What are the optimal conditions for heterologous expression of functional Vitis vinifera CASP-like protein 2B1?

Methodological considerations for recombinant production:

• Expression system selection:

  • Bacterial systems (E. coli): May require fusion partners (MBP, SUMO) to enhance solubility

  • Yeast systems (Pichia pastoris): Better for membrane protein expression

  • Insect cell systems: Suitable for complex eukaryotic proteins

  • Plant expression systems: Cell-free wheat germ or transient expression in Nicotiana benthamiana

• Optimization parameters:

  • Temperature: Lower temperatures (16-20°C) often improve folding

  • Induction conditions: Concentration and timing of inducer addition

  • Media composition: Supplements that stabilize membrane proteins

  • Solubilization strategies: Detergent screening or nanodiscs

• Purification approach:

  • Affinity tags placement (N-terminal vs.
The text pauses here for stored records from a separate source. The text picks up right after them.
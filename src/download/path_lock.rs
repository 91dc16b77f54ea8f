//! Per-destination exclusive locks.
//!
//! Two tasks that resolve to the same destination path must never write it
//! at the same time. Each path gets its own async mutex, created on first
//! use and shared by every later task for that path.

use std::path::{Path, PathBuf};
use std::sync::Arc;

use dashmap::DashMap;
use tokio::sync::{Mutex, OwnedMutexGuard};

/// Registry of per-path write locks.
#[derive(Debug, Default, Clone)]
pub struct PathLocks {
    locks: Arc<DashMap<PathBuf, Arc<Mutex<()>>>>,
}

impl PathLocks {
    /// Creates an empty registry.
    #[must_use]
    pub fn new() -> Self {
        Self::default()
    }

    /// Waits until the caller is the only holder of `path`.
    ///
    /// The lock is released when the returned guard is dropped.
    pub async fn acquire(&self, path: &Path) -> OwnedMutexGuard<()> {
        // Clone the Arc out so the DashMap shard lock is not held across the await.
        let lock = Arc::clone(
            self.locks
                .entry(path.to_path_buf())
                .or_insert_with(|| Arc::new(Mutex::new(())))
                .value(),
        );
        lock.lock_owned().await
    }

    /// Number of distinct paths seen so far.
    #[must_use]
    pub fn len(&self) -> usize {
        self.locks.len()
    }

    /// Returns true if no path has been locked yet.
    #[must_use]
    pub fn is_empty(&self) -> bool {
        self.locks.is_empty()
    }
}
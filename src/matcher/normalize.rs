//! Name normalization shared by keywords and listing entries.

use std::sync::LazyLock;

use regex::Regex;

/// Bracketed region/version tags such as `(USA)`, `(Rev 1)` or `[b]`.
#[allow(clippy::expect_used)]
static TAG_PATTERN: LazyLock<Regex> = LazyLock::new(|| {
    // Static pattern, safe to panic
    Regex::new(r"\([^()]*\)|\[[^\[\]]*\]").expect("tag regex is valid")
});

/// Longest suffix treated as a file extension.
const MAX_EXTENSION_LEN: usize = 5;

/// A name split into comparable tokens.
///
/// `base` holds the lower-cased words of the name with its extension and
/// bracketed tags removed; `tags` holds the words found inside those tags.
/// Scorers decide how much weight tags get.
#[derive(Debug, Clone, PartialEq, Eq, Default)]
pub struct NormalizedName {
    base: Vec<String>,
    tags: Vec<String>,
}

impl NormalizedName {
    /// Normalizes a raw keyword or display name.
    #[must_use]
    pub fn new(raw: &str) -> Self {
        let trimmed = raw.trim().trim_end_matches('/');
        let without_ext = strip_extension(trimmed);

        let mut tags = Vec::new();
        for tag in TAG_PATTERN.find_iter(without_ext) {
            tags.extend(tokenize(tag.as_str()));
        }
        let base = tokenize(&TAG_PATTERN.replace_all(without_ext, " "));

        Self { base, tags }
    }

    /// Words outside bracketed tags.
    #[must_use]
    pub fn base(&self) -> &[String] {
        &self.base
    }

    /// Words inside bracketed tags.
    #[must_use]
    pub fn tags(&self) -> &[String] {
        &self.tags
    }

    /// All tokens, base first.
    pub fn tokens(&self) -> impl Iterator<Item = &str> {
        self.base.iter().chain(self.tags.iter()).map(String::as_str)
    }

    /// Returns true when normalization left nothing to compare.
    #[must_use]
    pub fn is_empty(&self) -> bool {
        self.base.is_empty() && self.tags.is_empty()
    }

    /// Tokens joined by single spaces.
    #[must_use]
    pub fn joined(&self) -> String {
        self.tokens().collect::<Vec<_>>().join(" ")
    }
}

fn strip_extension(name: &str) -> &str {
    let Some(dot) = name.rfind('.') else {
        return name;
    };
    if dot == 0 {
        return name;
    }
    let ext = &name[dot + 1..];
    let looks_like_extension = (1..=MAX_EXTENSION_LEN).contains(&ext.len())
        && ext.chars().all(|c| c.is_ascii_alphanumeric())
        && ext.chars().any(|c| c.is_ascii_alphabetic());
    if looks_like_extension { &name[..dot] } else { name }
}

fn tokenize(value: &str) -> Vec<String> {
    value
        .split(|ch: char| !ch.is_alphanumeric())
        .filter(|token| !token.is_empty())
        .map(str::to_lowercase)
        .collect()
}

#[cfg(test)]
mod tests {
    use super::*;

    fn strings(values: &[&str]) -> Vec<String> {
        values.iter().map(|v| (*v).to_string()).collect()
    }

    #[test]
    fn test_normalize_strips_extension_and_tags() {
        let name = NormalizedName::new("Super Game (USA) (Rev 1).zip");
        assert_eq!(name.base(), strings(&["super", "game"]).as_slice());
        assert_eq!(name.tags(), strings(&["usa", "rev", "1"]).as_slice());
    }

    #[test]
    fn test_normalize_collapses_whitespace_and_case() {
        let name = NormalizedName::new("  SUPER\t  game  ");
        assert_eq!(name.joined(), "super game");
    }

    #[test]
    fn test_normalize_square_bracket_tags() {
        let name = NormalizedName::new("Game [b] [!].7z");
        assert_eq!(name.base(), strings(&["game"]).as_slice());
        assert_eq!(name.tags(), strings(&["b"]).as_slice());
    }

    #[test]
    fn test_normalize_keeps_numeric_suffix_that_is_not_an_extension() {
        let name = NormalizedName::new("Tool v1.2");
        assert_eq!(name.joined(), "tool v1 2");
    }

    #[test]
    fn test_normalize_keeps_dotted_words() {
        let name = NormalizedName::new("Dr. Mario (Japan).nes");
        assert_eq!(name.base(), strings(&["dr", "mario"]).as_slice());
        assert_eq!(name.tags(), strings(&["japan"]).as_slice());
    }

    #[test]
    fn test_normalize_directory_entry() {
        let name = NormalizedName::new("Extras/");
        assert_eq!(name.joined(), "extras");
    }

    #[test]
    fn test_normalize_punctuation_only_is_empty() {
        assert!(NormalizedName::new("  -- !! ").is_empty());
        assert!(NormalizedName::new("").is_empty());
    }

    #[test]
    fn test_normalize_keyword_with_tag_keeps_tag_words() {
        let name = NormalizedName::new("(USA)");
        assert!(!name.is_empty());
        assert_eq!(name.tags(), strings(&["usa"]).as_slice());
    }
}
C-terminal)

  • Detergent exchange during purification

  • On-column refolding if necessary

• Quality control methods:

  • Size-exclusion chromatography to assess oligomeric state

  • Circular dichroism to confirm secondary structure

  • Thermal stability assays

For functional studies, maintaining the native transmembrane topology and ensuring proper folding present particular challenges that require careful optimization.

How can researchers resolve contradictory data between in vitro and in vivo studies of Vitis vinifera CASP-like protein 2B1?

Advanced research problem-solving framework:

• Systematic comparison:

  • Create a detailed table of contradictory findings

  • Analyze methodological differences that might explain discrepancies

  • Identify biological contexts that differ between systems

• Bridging experiments:

  • Design intermediate systems (e.g., semi-in vivo assays)

  • Use reconstitution approaches with increasing complexity

  • Develop cell-free expression systems with native membranes

• Validation strategies:

  • Independent methodological approaches to test the same hypothesis

  • Time-resolved studies to capture dynamic processes

  • Single-molecule techniques to address population heterogeneity

• Computational integration:

  • Develop models that can accommodate seemingly contradictory data

  • Use machine learning to identify hidden variables

  • Employ sensitivity analysis to determine critical parameters

This framework enables researchers to reconcile discrepancies that commonly arise between reconstituted systems, heterologous expression, and native functional contexts.